= American Society for Neurochemistry =

The American Society for Neurochemistry (ASN) is a professional society for neurochemists and neuroscientists from North, Central, and South America and the Caribbean, whose research concerns the role and interactions of small molecules (proteins, peptides, nucleic acids, lipids, sugars) in the development, growth, function, and pathology of the nervous system.

== History ==
The ASN was incorporated August 5, 1969, and is guided by a set of bylaws and standing rules that incorporate amendments to the bylaws. The first president was Donald B. Tower, Jordi Folch Pi was the second president. The current president (2013–2015) is Etty Benveniste (University of Alabama at Birmingham) and the current president elect is Babette Fuss (Richmond, Virginia). Elections are held ever 2 years to elect the next president, treasurer, secretary, and council members.

== Organization ==
The officers and council members are assisted by a number of standing committees. An informal history of the ASN has been put together by Claude Baxter.

== Annual meeting ==
Annual meetings include plenary lectures, symposia, colloquia and workshops over the course of 4 days. The first such meeting was held March 16–18, 1970 in Albuquerque, New Mexico.

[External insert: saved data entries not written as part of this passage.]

// Copyright (C) 2026 Fred Clausen
// Use of this source code is governed by an MIT-style
// license that can be found in the LICENSE file or at
// https://opensource.org/licenses/MIT.

use clap::{Subcommand, ValueEnum};
use color_eyre::Result;
use color_eyre::eyre::{bail, eyre};
use time::{Date, Time};
use tracing::info;
use tutorias::Repositories;
use tutorias_domain::{
    Alumno, Cita, HORA_COMIENZO_CLASES, HORA_FIN_CLASES, Profesor, Sesion, Tutoria, format_fecha,
    parse_fecha, parse_hora,
};

/// The repository to list.
#[derive(Clone, Copy, Debug, PartialEq, Eq, ValueEnum)]
pub enum Coleccion {
    Alumnos,
    Tutorias,
    Sesiones,
    Citas,
}

#[derive(Clone, Debug, Subcommand)]
pub enum Command {
    /// Show how many entities each repository holds
    #[command(visible_alias = "r")]
    Resumen,

    /// List a repository in order
    #[command(visible_alias = "l")]
    Listar {
        #[arg(value_enum)]
        coleccion: Coleccion,
    },

    /// Register a student
    AltaAlumno {
        /// Full name
        #[arg(long)]
        nombre: String,
        /// Email address, the student's key
        #[arg(long)]
        correo: String,
    },

    /// Register a tutoring group for a teacher
    AltaTutoria {
        /// Teacher's full name
        #[arg(long)]
        profesor: String,
        /// Teacher's national ID
        #[arg(long)]
        dni: String,
        /// Teacher's email address
        #[arg(long)]
        correo: String,
        /// Name of the group
        #[arg(long)]
        nombre: String,
    },

    /// Schedule a session for an existing tutoring group
    AltaSesion {
        /// National ID of the group's teacher
        #[arg(long)]
        dni: String,
        /// Name of the group
        #[arg(long)]
        tutoria: String,
        /// Session date, dd/mm/yyyy
        #[arg(long)]
        fecha: String,
        /// Start time, HH:MM
        #[arg(long)]
        inicio: String,
        /// End time, HH:MM
        #[arg(long)]
        fin: String,
        /// Slot length in minutes
        #[arg(long)]
        minutos: u32,
    },

    /// Book an appointment for an existing student in an existing session
    AltaCita {
        /// Student's email address
        #[arg(long)]
        correo: String,
        /// National ID of the group's teacher
        #[arg(long)]
        dni: String,
        /// Name of the group
        #[arg(long)]
        tutoria: String,
        /// Session date, dd/mm/yyyy
        #[arg(long)]
        fecha: String,
        /// Appointment time, HH:MM
        #[arg(long)]
        hora: String,
    },

    /// Remove a student who has no appointments
    BajaAlumno {
        /// Email address of the student
        #[arg(long)]
        correo: String,
    },
}

impl Command {
    /// Returns true if the command changes a repository.
    #[must_use]
    pub const fn is_mutating(&self) -> bool {
        !matches!(self, Self::Resumen | Self::Listar { .. })
    }

    /// Runs the command and returns the lines to print.
    ///
    /// # Errors
    ///
    /// Returns an error if an argument is invalid, a referenced entity does
    /// not exist, or the repository rejects the change.
    pub fn execute(&self, repos: &mut Repositories) -> Result<Vec<String>> {
        match self {
            Self::Resumen => Ok(resumen(repos)),
            Self::Listar { coleccion } => Ok(listar(repos, *coleccion)),
            Self::AltaAlumno { nombre, correo } => {
                let alumno: Alumno = Alumno::new(nombre, correo)?;
                repos.alumnos.insertar(&alumno)?;
                info!(correo = %alumno.correo(), "Student registered");
                Ok(vec![format!("Registered student: {alumno}")])
            }
            Self::AltaTutoria {
                profesor,
                dni,
                correo,
                nombre,
            } => {
                let profesor: Profesor = Profesor::new(profesor, dni, correo)?;
                let tutoria: Tutoria = Tutoria::new(profesor, nombre)?;
                repos.tutorias.insertar(&tutoria)?;
                info!(
                    dni = %tutoria.profesor().dni(),
                    nombre = %tutoria.nombre(),
                    "Tutoring group registered"
                );
                Ok(vec![format!("Registered tutoring group: {tutoria}")])
            }
            Self::AltaSesion {
                dni,
                tutoria,
                fecha,
                inicio,
                fin,
                minutos,
            } => {
                let tutoria: Tutoria = find_tutoria(repos, dni, tutoria)?;
                let sesion: Sesion = Sesion::new(
                    tutoria,
                    parse_fecha(fecha)?,
                    parse_hora(inicio)?,
                    parse_hora(fin)?,
                    *minutos,
                )?;
                repos.sesiones.insertar(&sesion)?;
                info!(fecha = %fecha, "Session scheduled");
                Ok(vec![format!("Scheduled session: {sesion}")])
            }
            Self::AltaCita {
                correo,
                dni,
                tutoria,
                fecha,
                hora,
            } => {
                let alumno: Alumno = repos
                    .alumnos
                    .buscar(&Alumno::ficticio(correo)?)
                    .ok_or_else(|| eyre!("No student with email '{correo}'"))?;
                let tutoria: Tutoria = find_tutoria(repos, dni, tutoria)?;
                let sesion: Sesion = find_sesion(repos, tutoria, parse_fecha(fecha)?)?;
                let hora: Time = parse_hora(hora)?;
                let cita: Cita = Cita::new(alumno, sesion, hora)?;
                repos.citas.insertar(&cita)?;
                info!(correo = %correo, "Appointment booked");
                Ok(vec![format!("Booked appointment: {cita}")])
            }
            Self::BajaAlumno { correo } => {
                let clave: Alumno = Alumno::ficticio(correo)?;
                let pendientes: usize = repos.citas.por_alumno(&clave).len();
                if pendientes > 0 {
                    bail!("Student '{correo}' still has {pendientes} appointment(s)");
                }
                repos.alumnos.borrar(&clave)?;
                info!(correo = %correo, "Student removed");
                Ok(vec![format!("Removed student: {correo}")])
            }
        }
    }
}

fn resumen(repos: &Repositories) -> Vec<String> {
    vec![
        format!("alumnos: {}", repos.alumnos.tamano()),
        format!("tutorias: {}", repos.tutorias.tamano()),
        format!("sesiones: {}", repos.sesiones.tamano()),
        format!("citas: {}", repos.citas.tamano()),
    ]
}

fn listar(repos: &Repositories, coleccion: Coleccion) -> Vec<String> {
    match coleccion {
        Coleccion::Alumnos => display_all(&repos.alumnos.listar()),
        Coleccion::Tutorias => display_all(&repos.tutorias.listar()),
        Coleccion::Sesiones => display_all(&repos.sesiones.listar()),
        Coleccion::Citas => display_all(&repos.citas.listar()),
    }
}

fn display_all<T: std::fmt::Display>(entidades: &[T]) -> Vec<String> {
    entidades.iter().map(ToString::to_string).collect()
}

fn find_tutoria(repos: &Repositories, dni: &str, nombre: &str) -> Result<Tutoria> {
    let clave: Tutoria = Tutoria::new(Profesor::ficticio(dni)?, nombre)?;
    repos
        .tutorias
        .buscar(&clave)
        .ok_or_else(|| eyre!("No tutoring group '{nombre}' for teacher '{dni}'"))
}

// Sessions are looked up by key only. The window is any valid one, and the
// date may already have passed.
fn find_sesion(repos: &Repositories, tutoria: Tutoria, fecha: Date) -> Result<Sesion> {
    let clave: Sesion =
        Sesion::restore(tutoria, fecha, HORA_COMIENZO_CLASES, HORA_FIN_CLASES, 15)?;
    repos
        .sesiones
        .buscar(&clave)
        .ok_or_else(|| eyre!("No session of that group on {}", format_fecha(fecha)))
}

Every 6 years, the ASN helps organize a joint meeting with the International Society for Neurochemistry.

== Publications ==
The ASN publishes the textbook Basic Neurochemistry for use by undergraduate, graduate, and post graduate students and instructors. The founding editor was George Siegel, and the current chief editor is Scott Brady. It is currently in its 8th edition, which was published in December 2011.

The ASN launched an open access online journal, ASN Neuro, at the 40th annual meeting which took place in March 2009. It was initially published by Portland Press, and taken over by SAGE Publications in 2014. ASN Neuro furthers the ASN missions to advance, promote, support, encourage and facilitate communication among cellular and molecular neuroscientists.

== Awards ==
The Jordi Folch-Pi Award is given to an outstanding young investigator who has demonstrated a high level of research competence and originality, who has significantly advanced our knowledge of neurochemistry and who shows a high degree of potential for future accomplishments.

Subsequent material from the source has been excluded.